I don't want to be a brick in a wall. All bricks look the same and they are cemented into place, kept in rigid order. And walls divide. And life is like banging your head...

Illness and Opportunity

If we had been born 200 years ago Isaac and I would probably be dead by now. Not that you would have cared because you wouldn't be born for another 200 years.

Plague has entered our house. 200 years ago and Isaac's high temperature and serious ear infection would probably have got the better of him. Ibuprofen, paracetamol and penicillin now deal with it for him. As for me, I've got a chesty cough that has developed rapidly into man-flu. I'm sure that man-flu would have been a killer as well back then.

But my glass is always half full, and illness has provided me with opportunities.

Firstly, it has given me the opportunity to get 2 nights proper sleep without my stupid, immature pride feeling threatened.
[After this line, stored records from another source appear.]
impl App {
    pub fn new(catalog: ModuleCatalog, suggester: Arc<dyn Suggester>, export_dir: PathBuf) -> Self {
        let (outcome_tx, outcome_rx) = mpsc::unbounded_channel();
        Self {
            catalog,
            current_view: View::Dashboard,
            selected_module: 0,
            editor: None,
            draft: ItemDraft::default(),
            focus: Focus::Name,
            selected_item: 0,
            export_dir,
            tick_rate: Duration::from_millis(100),
            should_quit: false,
            status_message: None,
            suggester,
            outcome_tx,
            outcome_rx,
            fetch_cancel: None,
        }
    }

    /// Whether the open editor has a fetch in flight.
    pub fn is_generating(&self) -> bool {
        self.editor.as_ref().is_some_and(EditorSession::is_suggesting)
    }

    // -- Navigation --

    pub fn navigate_back(&mut self) {
        match self.current_view {
            View::Dashboard => self.should_quit = true,
            View::Help => self.current_view = View::Dashboard,
            View::Editor => self.close_editor(),
        }
    }

    /// Open the selected module in the editor.
    pub fn edit_selected(&mut self) {
        if let Some(module) = self.catalog.modules().get(self.selected_module) {
            let session = EditorSession::open(Some(module));
            self.enter_editor(session, Focus::Items);
        }
    }

    /// Open a blank module in the editor.
    pub fn new_module(&mut self) {
        self.enter_editor(EditorSession::open(None), Focus::Name);
    }

    fn enter_editor(&mut self, session: EditorSession, focus: Focus) {
        self.editor = Some(session);
        self.draft.clear();
        self.focus = focus;
        self.selected_item = 0;
        self.current_view = View::Editor;
    }

    /// Leave the editor, discarding the working copy and any in-flight fetch.
    pub fn close_editor(&mut self) {
        self.cancel_fetch();
        self.editor = None;
        self.draft.clear();
        self.current_view = View::Dashboard;
    }

    fn cancel_fetch(&mut self) {
        if let Some(token) = self.fetch_cancel.take() {
            token.cancel();
        }
        if let Some(session) = self.editor.as_mut() {
            session.cancel_suggestion();
        }
    }

    pub fn move_up(&mut self) {
        match self.current_view {
            View::Dashboard => {
                self.selected_module = self.selected_module.saturating_sub(1);
            }
            View::Editor if self.focus == Focus::Items => {
                self.selected_item = self.selected_item.saturating_sub(1);
            }
            _ => {}
        }
    }

    pub fn move_down(&mut self) {
        match self.current_view {
            View::Dashboard => {
                if self.selected_module + 1 < self.catalog.len() {
                    self.selected_module += 1;
                }
            }
            View::Editor if self.focus == Focus::Items => {
                let len = self.item_count();
                if self.selected_item + 1 < len {
                    self.selected_item += 1;
                }
            }
            _ => {}
        }
    }

    pub fn show_help(&mut self) {
        self.current_view = View::Help;
    }

    pub fn cycle_focus(&mut self) {
        self.focus = self.focus.next();
    }

    pub fn cycle_focus_back(&mut self) {
        self.focus = self.focus.prev();
    }

    fn item_count(&self) -> usize {
        self.editor.as_ref().map_or(0, |s| s.items().len())
    }

    fn clamp_item_selection(&mut self) {
        let len = self.item_count();
        if self.selected_item >= len {
            self.selected_item = len.saturating_sub(1);
        }
    }

    // -- Text input --

    fn focused_field(&mut self) -> Option<&mut String> {
        let session = self.editor.as_mut()?;
        match self.focus {
            Focus::Name => Some(&mut session.name),
            Focus::Version => Some(&mut session.version),
            Focus::Component => Some(&mut self.draft.component),
            Focus::Value => Some(&mut self.draft.value),
            Focus::TotalQuantity => Some(&mut self.draft.total_quantity),
            Focus::PcbQuantity => Some(&mut self.draft.pcb_quantity),
            Focus::Items => None,
        }
    }

    /// Append a character to the focused text field.
    pub fn input_char(&mut self, c: char) {
        if let Some(field) = self.focused_field() {
            field.push(c);
        }
    }

    pub fn backspace(&mut self) {
        if let Some(field) = self.focused_field() {
            field.pop();
        }
    }

    // -- Editor actions --

    /// Add the draft row as a new item.
    pub fn add_draft_item(&mut self) {
        let Some(session) = self.editor.as_mut() else {
            return;
        };
        match session.add_item(&self.draft) {
            Ok(item) => {
                self.status_message = Some(format!("Added item {}", item.serial_no));
                self.draft.clear();
                self.focus = Focus::Component;
            }
            Err(e) => self.status_message = Some(e.to_string()),
        }
    }

    pub fn delete_selected_item(&mut self) {
        let Some(session) = self.editor.as_mut() else {
            return;
        };
        let Some(id) = session.items().as_slice().get(self.selected_item).map(|i| i.id) else {
            return;
        };
        if let Some(removed) = session.delete_item(id) {
            self.status_message = Some(format!("Deleted {}", removed.component));
        }
        self.clamp_item_selection();
    }

    pub fn toggle_selected_item(&mut self) {
        let Some(session) = self.editor.as_mut() else {
            return;
        };
        if let Some(id) = session.items().as_slice().get(self.selected_item).map(|i| i.id) {
            session.toggle_selected(id);
        }
    }

    /// Start an AI suggestion fetch for the open module.
    ///
    /// Must be called from within a tokio runtime.
    pub fn start_suggestion(&mut self) {
        let Some(session) = self.editor.as_mut() else {
            return;
        };
        let ticket = match session.begin_suggestion() {
            Ok(ticket) => ticket,
            Err(EditorError::Validation(_)) => {
                self.status_message =
                    Some("Please enter a module name to generate suggestions".to_string());
                return;
            }
            Err(e) => {
                self.status_message = Some(e.to_string());
                return;
            }
        };

        let cancel = CancellationToken::new();
        let token = cancel.clone();
        let tx = self.outcome_tx.clone();
        let suggester = Arc::clone(&self.suggester);
        tokio::spawn(async move {
            let request = ticket.request().clone();
            tokio::select! {
                () = token.cancelled() => {
                    debug!("suggestion fetch cancelled");
                }
                result = suggester.suggest(&request) => {
                    // The receiver lives as long as the app.
                    let _ = tx.send(SuggestionOutcome { ticket, result });
                }
            }
        });

        self.fetch_cancel = Some(cancel);
        self.status_message = Some("Generating suggestions...".to_string());
    }

    /// Apply any fetches that have completed since the last call.
    pub fn poll_suggestions(&mut self) {
        while let Ok(outcome) = self.outcome_rx.try_recv() {
            self.handle_suggestion(outcome);
        }
    }

    /// Apply one completed fetch, if it still belongs to the open editor.
    pub fn handle_suggestion(&mut self, outcome: SuggestionOutcome) {
        let Some(session) = self.editor.as_mut() else {
            warn!("suggestions arrived after the editor closed; discarding");
            return;
        };

        match outcome.result {
            Ok(items) => match session.apply_suggestions(&outcome.ticket, items) {
                Ok(added) => {
                    self.fetch_cancel = None;
                    self.status_message = Some(format!("Added {added} suggested items"));
                }
                Err(e) => warn!(error = %e, "discarding suggestions"),
            },
            Err(e) => {
                if session.fail_suggestion(&outcome.ticket) {
                    self.fetch_cancel = None;
                    warn!(backend = self.suggester.name(), error = %e, "suggestion fetch failed");
                    self.status_message = Some(FAILURE_MESSAGE.to_string());
                } else {
                    debug!(error = %e, "ignoring failure of a stale fetch");
                }
            }
        }
    }

    /// Write the open module's CSV into the export directory.
    pub fn export_current(&mut self) {
        let Some(session) = self.editor.as_ref() else {
            return;
        };
        match export_cmd::write_export(&self.export_dir, &session.name, &session.version, session.items())
        {
            Ok(path) => self.status_message = Some(format!("Exported to {}", path.display())),
            Err(e) => self.status_message = Some(format!("Export failed: {e:#}")),
        }
    }

    /// Save the open module into the catalog and return to the dashboard.
    pub fn save_current(&mut self) {
        let Some(session) = self.editor.as_ref() else {
            return;
        };
        let module = match session.save() {
            Ok(module) => module,
            Err(e) => {
                self.status_message = Some(e.to_string());
                return;
            }
        };

        let id = module.id;
        let name = module.name.clone();
        self.catalog.upsert(module);
        self.close_editor();
        self.selected_module = self
            .catalog
            .modules()
            .iter()
            .position(|m| m.id == id)
            .unwrap_or(0);
        self.status_message = Some(format!("Saved {name}"));
    }
}
//! Gemini suggestion backend.
//!
//! Issues a single `generateContent` call per fetch with a JSON response
//! schema, then validates the returned text with
//! [`super::response::parse_suggestions`]. No retries, caching or timeout.

use async_trait::async_trait;
use serde::Deserialize;
use serde_json::{Value, json};
use tracing::{debug, info, warn};

use crate::config::GeminiConfig;
use crate::model::Item;

use super::prompt::{SYSTEM_INSTRUCTION, build_prompt, response_schema};
use super::response::parse_suggestions;
use super::trait_def::{SuggestError, Suggester, SuggestionRequest};

/// Header carrying the API key.
pub const API_KEY_HEADER: &str = "x-goog-api-key";

/// Suggestion backend backed by the Gemini `generateContent` REST API.
#[derive(Debug, Clone)]
pub struct GeminiSuggester {
    config: GeminiConfig,
    client: reqwest::Client,
}

impl GeminiSuggester {
    pub fn new(config: GeminiConfig) -> Self {
        Self::with_client(config, reqwest::Client::new())
    }

    /// Use a caller-provided HTTP client.
    pub fn with_client(config: GeminiConfig, client: reqwest::Client) -> Self {
        Self { config, client }
    }

    pub fn config(&self) -> &GeminiConfig {
        &self.config
    }
}

/// Build the JSON request body for a suggestion request.
pub fn request_body(request: &SuggestionRequest) -> Value {
    json!({
        "contents": [{
            "role": "user",
            "parts": [{ "text": build_prompt(request) }]
        }],
        "systemInstruction": {
            "parts": [{ "text": SYSTEM_INSTRUCTION }]
        },
        "generationConfig": {
            "responseMimeType": "application/json",
            "responseSchema": response_schema()
        }
    })
}

// ---------------------------------------------------------------------------
// Response envelope
// ---------------------------------------------------------------------------

#[derive(Debug, Deserialize)]
struct GenerateContentResponse {
    #[serde(default)]
    candidates: Vec<Candidate>,
}

#[derive(Debug, Deserialize)]
struct Candidate {
    content: Option<CandidateContent>,
}

#[derive(Debug, Deserialize)]
struct CandidateContent {
    #[serde(default)]
    parts: Vec<ResponsePart>,
}

#[derive(Debug, Deserialize)]
struct ResponsePart {
    text: Option<String>,
}

impl GenerateContentResponse {
    /// Concatenated text of the first candidate, or empty.
    fn text(&self) -> String {
        self.candidates
            .first()
            .and_then(|c| c.content.as_ref())
            .map(|content| {
                content
                    .parts
                    .iter()
                    .filter_map(|p| p.text.as_deref())
                    .collect::<String>()
            })
            .unwrap_or_default()
    }
}

/// Extract the model text from a raw `generateContent` response body.
pub fn response_text(body: &str) -> Result<String, SuggestError> {
    let envelope: GenerateContentResponse =
        serde_json::from_str(body).map_err(|e| SuggestError::Envelope(e.to_string()))?;
    Ok(envelope.text())
}

#[async_trait]
impl Suggester for GeminiSuggester {
    fn name(&self) -> &str {
        "gemini"
    }

    async fn suggest(&self, request: &SuggestionRequest) -> Result<Vec<Item>, SuggestError> {
        let api_key = self
            .config
            .api_key
            .as_deref()
            .ok_or(SuggestError::MissingCredential)?;

        let url = self.config.generate_content_url();
        info!(model = %self.config.model, module = %request.module_name, "requesting suggestions");

        let response = self
            .client
            .post(&url)
            .header(API_KEY_HEADER, api_key)
            .json(&request_body(request))
            .send()
            .await?;

        let status = response.status();
        let body = response.text().await?;
        if !status.is_success() {
            warn!(status = status.as_u16(), "suggestion service returned an error");
            return Err(SuggestError::Status {
                status: status.as_u16(),
                body,
            });
        }

        let text = response_text(&body)?;
        if text.trim().is_empty() {
            warn!("suggestion service returned no text; treating as no suggestions");
        }
        let items = parse_suggestions(&text)?;
        debug!(count = items.len(), "parsed suggestions");
        Ok(items)
    }
}
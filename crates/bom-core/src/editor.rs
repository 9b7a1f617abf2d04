//! A single editing session over one module.
//!
//! The session holds a working copy of the module's fields and items. The
//! catalog is only touched when the caller takes the result of
//! [`EditorSession::save`] and upserts it.
//!
//! Suggestion fetches are asynchronous, so results are matched back to the
//! session with a [`SuggestionTicket`]:
//!
//! ```text
//! begin_suggestion() -> ticket{session, generation}   (pending = generation)
//!          ...fetch runs elsewhere...
//! apply_suggestions(ticket, items)
//!     session token matches && pending == generation  -> merge, pending = None
//!     otherwise                                       -> StaleSuggestion
//! ```
//!
//! At most one fetch is pending at a time.

use thiserror::Error;
use tracing::{debug, info};
use uuid::Uuid;

use crate::export;
use crate::items::{ItemDraft, ItemList};
use crate::model::{DEFAULT_VERSION, Item, ItemId, Module, ModuleId, ValidationError};
use crate::suggest::SuggestionRequest;

/// Identity of one editor session; never reused.
#[derive(Debug, Clone, Copy, PartialEq, Eq, Hash)]
pub struct SessionToken(Uuid);

impl SessionToken {
    fn new() -> Self {
        Self(Uuid::new_v4())
    }
}

/// Proof that a suggestion fetch was started by a particular session.
#[derive(Debug, Clone, PartialEq, Eq)]
pub struct SuggestionTicket {
    session: SessionToken,
    generation: u64,
    request: SuggestionRequest,
}

impl SuggestionTicket {
    pub fn session(&self) -> SessionToken {
        self.session
    }

    pub fn generation(&self) -> u64 {
        self.generation
    }

    pub fn request(&self) -> &SuggestionRequest {
        &self.request
    }
}

#[derive(Debug, Clone, PartialEq, Eq, Error)]
pub enum EditorError {
    #[error(transparent)]
    Validation(#[from] ValidationError),

    #[error("a suggestion request is already in progress")]
    SuggestionInFlight,

    #[error("suggestion result no longer matches this editor session")]
    StaleSuggestion,
}

/// Working copy of a module being edited.
#[derive(Debug, Clone)]
pub struct EditorSession {
    token: SessionToken,
    module_id: ModuleId,
    is_new: bool,
    pub name: String,
    pub version: String,
    items: ItemList,
    generation: u64,
    pending: Option<u64>,
}

impl EditorSession {
    /// Start editing `existing`, or a blank module when `None`.
    ///
    /// A blank module has an empty name, version [`DEFAULT_VERSION`] and no
    /// items. Its id is fixed now so repeated saves upsert the same record.
    pub fn open(existing: Option<&Module>) -> Self {
        let session = match existing {
            Some(m) => Self {
                token: SessionToken::new(),
                module_id: m.id,
                is_new: false,
                name: m.name.clone(),
                version: m.version.clone(),
                items: m.items.clone(),
                generation: 0,
                pending: None,
            },
            None => Self {
                token: SessionToken::new(),
                module_id: ModuleId::new(),
                is_new: true,
                name: String::new(),
                version: DEFAULT_VERSION.to_string(),
                items: ItemList::new(),
                generation: 0,
                pending: None,
            },
        };
        debug!(module_id = %session.module_id, is_new = session.is_new, "opened editor session");
        session
    }

    pub fn token(&self) -> SessionToken {
        self.token
    }

    pub fn module_id(&self) -> ModuleId {
        self.module_id
    }

    pub fn is_new(&self) -> bool {
        self.is_new
    }

    pub fn items(&self) -> &ItemList {
        &self.items
    }

    /// Whether a suggestion fetch is outstanding.
    pub fn is_suggesting(&self) -> bool {
        self.pending.is_some()
    }

    pub fn add_item(&mut self, draft: &ItemDraft) -> Result<&Item, EditorError> {
        Ok(self.items.append(draft)?)
    }

    pub fn delete_item(&mut self, id: ItemId) -> Option<Item> {
        self.items.remove(id)
    }

    /// Flip the selection flag of an item. Returns `false` for unknown ids.
    pub fn toggle_selected(&mut self, id: ItemId) -> bool {
        match self.items.get(id).map(|i| i.selected) {
            Some(current) => self.items.set_selected(id, !current),
            None => false,
        }
    }

    /// Start a suggestion fetch for the current name and version.
    ///
    /// Requires a non-blank name and no fetch already in flight.
    pub fn begin_suggestion(&mut self) -> Result<SuggestionTicket, EditorError> {
        let name = self.name.trim();
        if name.is_empty() {
            return Err(ValidationError::NameRequired.into());
        }
        if self.pending.is_some() {
            return Err(EditorError::SuggestionInFlight);
        }

        self.generation += 1;
        self.pending = Some(self.generation);
        let request = SuggestionRequest {
            module_name: name.to_string(),
            context: Some(format!("Version: {}", self.version.trim())),
        };
        info!(module = %request.module_name, generation = self.generation, "suggestion fetch started");

        Ok(SuggestionTicket {
            session: self.token,
            generation: self.generation,
            request,
        })
    }

    fn ticket_is_current(&self, ticket: &SuggestionTicket) -> bool {
        ticket.session == self.token && self.pending == Some(ticket.generation)
    }

    /// Merge a completed fetch into the working item list.
    ///
    /// Returns the number of items appended. Tickets from another session,
    /// or from a fetch that was cancelled or already resolved, are rejected
    /// and the list is left untouched.
    pub fn apply_suggestions(
        &mut self,
        ticket: &SuggestionTicket,
        suggestions: Vec<Item>,
    ) -> Result<usize, EditorError> {
        if !self.ticket_is_current(ticket) {
            debug!(generation = ticket.generation, "discarding stale suggestions");
            return Err(EditorError::StaleSuggestion);
        }
        self.pending = None;
        let added = self.items.merge(suggestions);
        info!(added, total = self.items.len(), "suggestions merged");
        Ok(added)
    }

    /// Record that the fetch for `ticket` failed. Returns `false` if the
    /// ticket was already stale.
    pub fn fail_suggestion(&mut self, ticket: &SuggestionTicket) -> bool {
        if self.ticket_is_current(ticket) {
            self.pending = None;
            true
        } else {
            false
        }
    }

    /// Abandon any in-flight fetch; its result will be treated as stale.
    pub fn cancel_suggestion(&mut self) {
        if self.pending.take().is_some() {
            debug!(generation = self.generation, "suggestion fetch cancelled");
        }
    }

    /// Produce the finished module record.
    ///
    /// Fails without side effects if the name is blank.
    pub fn save(&self) -> Result<Module, EditorError> {
        if self.name.trim().is_empty() {
            return Err(ValidationError::NameRequired.into());
        }
        Ok(Module {
            id: self.module_id,
            name: self.name.clone(),
            version: self.version.clone(),
            items: self.items.clone(),
            last_modified: chrono::Utc::now(),
        })
    }

    /// CSV rendering of the working item list.
    pub fn export_csv(&self) -> String {
        export::to_csv(&self.items)
    }

    /// File name for [`Self::export_csv`].
    pub fn export_file_name(&self) -> String {
        export::file_name(&self.name, &self.version)
    }
}
use std::fmt;

use chrono::{DateTime, Utc};
use serde::{Deserialize, Serialize};
use thiserror::Error;
use uuid::Uuid;

use crate::items::ItemList;

/// Version label given to modules created from scratch.
pub const DEFAULT_VERSION: &str = "V1 R1";

// ---------------------------------------------------------------------------
// Identifiers
// ---------------------------------------------------------------------------

/// Opaque, immutable identifier of a [`Module`].
#[derive(Debug, Clone, Copy, PartialEq, Eq, Hash, Serialize, Deserialize)]
#[serde(transparent)]
pub struct ModuleId(Uuid);

impl ModuleId {
    /// Generate a fresh random identifier.
    pub fn new() -> Self {
        Self(Uuid::new_v4())
    }

    pub fn as_uuid(&self) -> Uuid {
        self.0
    }
}

impl Default for ModuleId {
    fn default() -> Self {
        Self::new()
    }
}

impl fmt::Display for ModuleId {
    fn fmt(&self, f: &mut fmt::Formatter<'_>) -> fmt::Result {
        self.0.fmt(f)
    }
}

/// Identifier of an [`Item`], unique within its owning module.
#[derive(Debug, Clone, Copy, PartialEq, Eq, Hash, Serialize, Deserialize)]
#[serde(transparent)]
pub struct ItemId(Uuid);

impl ItemId {
    /// Generate a fresh random identifier.
    pub fn new() -> Self {
        Self(Uuid::new_v4())
    }

    pub fn as_uuid(&self) -> Uuid {
        self.0
    }
}

impl Default for ItemId {
    fn default() -> Self {
        Self::new()
    }
}

impl fmt::Display for ItemId {
    fn fmt(&self, f: &mut fmt::Formatter<'_>) -> fmt::Result {
        self.0.fmt(f)
    }
}

// ---------------------------------------------------------------------------
// Records
// ---------------------------------------------------------------------------

/// A single BOM line-item.
///
/// `serial_no` is derived from the item's position in its [`ItemList`] and
/// is rewritten by every structural change to the list.
#[derive(Debug, Clone, PartialEq, Eq, Serialize, Deserialize)]
pub struct Item {
    pub id: ItemId,
    pub serial_no: u32,
    pub component: String,
    pub value: String,
    pub total_quantity: u32,
    /// Quantity per board.
    pub pcb_quantity: u32,
    #[serde(default)]
    pub selected: bool,
}

/// Line-item contents without identity or position.
///
/// This is the shape suggestions and imports are merged from; the list
/// assigns the id and serial number.
#[derive(Debug, Clone, PartialEq, Eq, Serialize, Deserialize)]
pub struct NewItem {
    pub component: String,
    pub value: String,
    pub total_quantity: u32,
    pub pcb_quantity: u32,
}

impl From<Item> for NewItem {
    fn from(item: Item) -> Self {
        Self {
            component: item.component,
            value: item.value,
            total_quantity: item.total_quantity,
            pcb_quantity: item.pcb_quantity,
        }
    }
}

impl NewItem {
    /// Attach an identity and position, producing a full [`Item`].
    pub fn into_item(self, serial_no: u32) -> Item {
        Item {
            id: ItemId::new(),
            serial_no,
            component: self.component,
            value: self.value,
            total_quantity: self.total_quantity,
            pcb_quantity: self.pcb_quantity,
            selected: false,
        }
    }
}

/// A named, versioned BOM.
#[derive(Debug, Clone, PartialEq, Serialize, Deserialize)]
pub struct Module {
    pub id: ModuleId,
    pub name: String,
    pub version: String,
    pub items: ItemList,
    pub last_modified: DateTime<Utc>,
}

impl Module {
    /// Build a module with a fresh identifier, stamped now.
    ///
    /// Fails if `name` is blank.
    pub fn new(
        name: impl Into<String>,
        version: impl Into<String>,
        items: ItemList,
    ) -> Result<Self, ValidationError> {
        let name = name.into();
        if name.trim().is_empty() {
            return Err(ValidationError::NameRequired);
        }
        Ok(Self {
            id: ModuleId::new(),
            name,
            version: version.into(),
            items,
            last_modified: Utc::now(),
        })
    }
}

// ---------------------------------------------------------------------------
// Errors
// ---------------------------------------------------------------------------

/// Input rejected before any state is touched.
#[derive(Debug, Clone, PartialEq, Eq, Error)]
pub enum ValidationError {
    #[error("module name is required")]
    NameRequired,

    #[error("component name is required")]
    ComponentRequired,
}
// src/strategy/implementations.rs

use crate::strategy::traits::OrderPolicy;

// =========================================================================
// Reorder Point Policy (fixed lot size)
// =========================================================================

/// Orders a fixed lot whenever inventory falls to or below the day's
/// reorder point.
///
/// The lot is always the same quantity (typically the EOQ), never an
/// order-up-to amount, and outstanding orders are not netted against the
/// threshold. Several orders can therefore be in flight at once.
#[derive(Debug, Clone)]
pub struct ReorderPointPolicy {
    reorder_points: Vec<f64>,
    order_quantity: u32,
}

impl ReorderPointPolicy {
    pub fn new(reorder_points: Vec<f64>, order_quantity: u32) -> Self {
        Self {
            reorder_points,
            order_quantity,
        }
    }

    pub fn reorder_point(&self, day: usize) -> Option<f64> {
        self.reorder_points.get(day).copied()
    }
}

impl OrderPolicy for ReorderPointPolicy {
    fn calculate_order(&mut self, day: usize, inventory: u32) -> Option<u32> {
        // Days past the end of the ROP series never trigger.
        let rop = self.reorder_point(day)?;
        if inventory as f64 <= rop {
            Some(self.order_quantity)
        } else {
            None
        }
    }
}
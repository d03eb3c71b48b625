// src/strategy/traits.rs

use std::fmt::Debug;

/// Defines the replenishment decision for the stock point.
///
/// We require `Debug` so the simulation can be printed, and `Send` + `Sync`
/// so independent runs can be moved across threads.
pub trait OrderPolicy: Debug + Send + Sync {
    /// Decides whether to order on `day`, given the inventory left after that
    /// day's arrivals and demand.
    ///
    /// Returns `Some(quantity)` when an order is placed and `None` otherwise.
    fn calculate_order(&mut self, day: usize, inventory: u32) -> Option<u32>;
}
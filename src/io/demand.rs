// src/io/demand.rs

use crate::error::{SimResult, SimulationError};
use rand::SeedableRng;
use rand_chacha::ChaCha8Rng;
use rand_distr::{Distribution, Poisson};

/// Mean daily demand of the reference configuration.
pub const DEFAULT_DEMAND_MEAN: f64 = 20.0;

/// Draws daily demand from a Poisson distribution.
///
/// The generator owns its RNG, so two generators built from the same seed
/// produce identical sequences no matter what else runs in the process.
#[derive(Debug, Clone)]
pub struct DemandGenerator {
    rng: ChaCha8Rng,
    distribution: Poisson<f64>,
}

impl DemandGenerator {
    /// # Arguments
    /// * `seed` - Seed for the internal RNG.
    /// * `mean` - Poisson rate (expected units per day), must be > 0.
    pub fn new(seed: u64, mean: f64) -> SimResult<Self> {
        let distribution =
            Poisson::new(mean).map_err(|e| SimulationError::Distribution(e.to_string()))?;
        Ok(Self {
            rng: ChaCha8Rng::seed_from_u64(seed),
            distribution,
        })
    }

    /// Generates a demand schedule of `days` independent draws.
    pub fn generate(&mut self, days: usize) -> SimResult<Vec<u32>> {
        if days < 1 {
            return Err(SimulationError::invalid("days", "must be at least 1"));
        }

        let schedule = (0..days)
            .map(|_| {
                // Poisson samples are whole, non-negative numbers stored as f64.
                let draw: f64 = self.distribution.sample(&mut self.rng);
                draw as u32
            })
            .collect();

        Ok(schedule)
    }
}

/// Generates a seeded Poisson demand schedule in one call.
pub fn generate_poisson_demand(days: usize, seed: u64, mean: f64) -> SimResult<Vec<u32>> {
    DemandGenerator::new(seed, mean)?.generate(days)
}

/// Generates a demand schedule where every day has the exact same demand.
/// Useful for scenario tests where the reorder days must be known up front.
pub fn generate_constant_demand(days: usize, value: u32) -> Vec<u32> {
    vec![value; days]
}
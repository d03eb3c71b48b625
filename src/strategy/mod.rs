pub mod forecast;
pub mod implementations;
pub mod optimization;
pub mod traits;
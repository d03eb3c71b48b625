// src/strategy/forecast.rs

use crate::error::{SimResult, SimulationError};

/// Single exponential smoothing forecaster.
///
/// The first forecast is the first observed demand (no warm-up period).
/// After that each forecast blends the previous day's demand with the
/// previous forecast:
///
/// `forecast[t] = alpha * demand[t-1] + (1 - alpha) * forecast[t-1]`
#[derive(Debug, Clone, Copy)]
pub struct ExponentialSmoothing {
    alpha: f64, // 0.0 = frozen at demand[0], 1.0 = yesterday's demand
}

impl ExponentialSmoothing {
    pub fn new(alpha: f64) -> SimResult<Self> {
        if !(0.0..=1.0).contains(&alpha) {
            return Err(SimulationError::invalid(
                "alpha",
                format!("must be within [0, 1], got {alpha}"),
            ));
        }
        Ok(Self { alpha })
    }

    /// Produces one forecast per demand observation.
    pub fn forecast(&self, demand: &[u32]) -> Vec<f64> {
        let mut forecast = Vec::with_capacity(demand.len());
        let Some(&first) = demand.first() else {
            return forecast;
        };

        let mut level = first as f64;
        forecast.push(level);
        for &previous in &demand[..demand.len() - 1] {
            level = self.alpha * previous as f64 + (1.0 - self.alpha) * level;
            forecast.push(level);
        }

        forecast
    }
}

#[cfg(test)]
mod tests {
    use super::*;

    #[test]
    fn forecast_matches_demand_length() {
        let smoothing = ExponentialSmoothing::new(0.3).unwrap();
        assert_eq!(smoothing.forecast(&[20, 18, 25, 22]).len(), 4);
        assert!(smoothing.forecast(&[]).is_empty());
    }

    #[test]
    fn first_forecast_is_first_demand() {
        let smoothing = ExponentialSmoothing::new(0.7).unwrap();
        assert_eq!(smoothing.forecast(&[17, 30, 5])[0], 17.0);
    }

    #[test]
    fn alpha_zero_is_constant() {
        let smoothing = ExponentialSmoothing::new(0.0).unwrap();
        let forecast = smoothing.forecast(&[12, 40, 3, 25, 19]);
        assert!(forecast.iter().all(|&f| f == 12.0));
    }

    #[test]
    fn alpha_one_is_pure_lag() {
        let demand = [12, 40, 3, 25, 19];
        let smoothing = ExponentialSmoothing::new(1.0).unwrap();
        let forecast = smoothing.forecast(&demand);
        assert_eq!(forecast[0], 12.0);
        for t in 1..demand.len() {
            assert_eq!(forecast[t], demand[t - 1] as f64);
        }
    }

    #[test]
    fn blends_previous_demand_and_forecast() {
        let smoothing = ExponentialSmoothing::new(0.5).unwrap();
        let forecast = smoothing.forecast(&[10, 20, 30]);
        // 10 -> 0.5*10 + 0.5*10 = 10 -> 0.5*20 + 0.5*10 = 15
        assert_eq!(forecast, vec![10.0, 10.0, 15.0]);
    }

    #[test]
    fn rejects_alpha_out_of_range() {
        assert!(ExponentialSmoothing::new(1.2).is_err());
        assert!(ExponentialSmoothing::new(-0.1).is_err());
    }
}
Somewhere inside me I am repulsed by early nights. They are a sign of weakness. The religious and the spineless go to bed early. So do armies. I bet ants and bees do as well. Early nights are for drones. Early mornings are the same. We call those people who get up early, larks and they are to be approached with caution. They are the people who offer to drive on Saturday nights. They never forget to put the bins out. They look after there skin before bedtime. They drink water, eat vegetables and vitamin supplements. They like fresh air. They get up early not because they have to and not with the aid of an alarm. They get up early because they want to. The very thought makes me want to reach for a beer and stay up till dawn so that I can pass them on the stairs and say goodnight.

My wife is a lark.

I am an owl. I sit up all night for no reason. I decide to reinstall operating systems at midnight. I get drunk in company and carry on drinking when everyone has left. I sleep in late. I fall into bed, if I manage to get off the sofa at all, with my clothes on. My sense of self worth is measured against these hedonistic traits. Cleanliness is conformity. Sobriety is social. Health is homogeneity. I don't want to conform to a homogeneous society that makes everyone equal and all high streets the same. I drink. I stay up. I Lie in. I am untidy and disorganised. I am an individual.

I am also ill, so this weekend I am drinking water, eating fruit and getting an early night. But remember, I'm doing this because I'm ill not because I'm weak.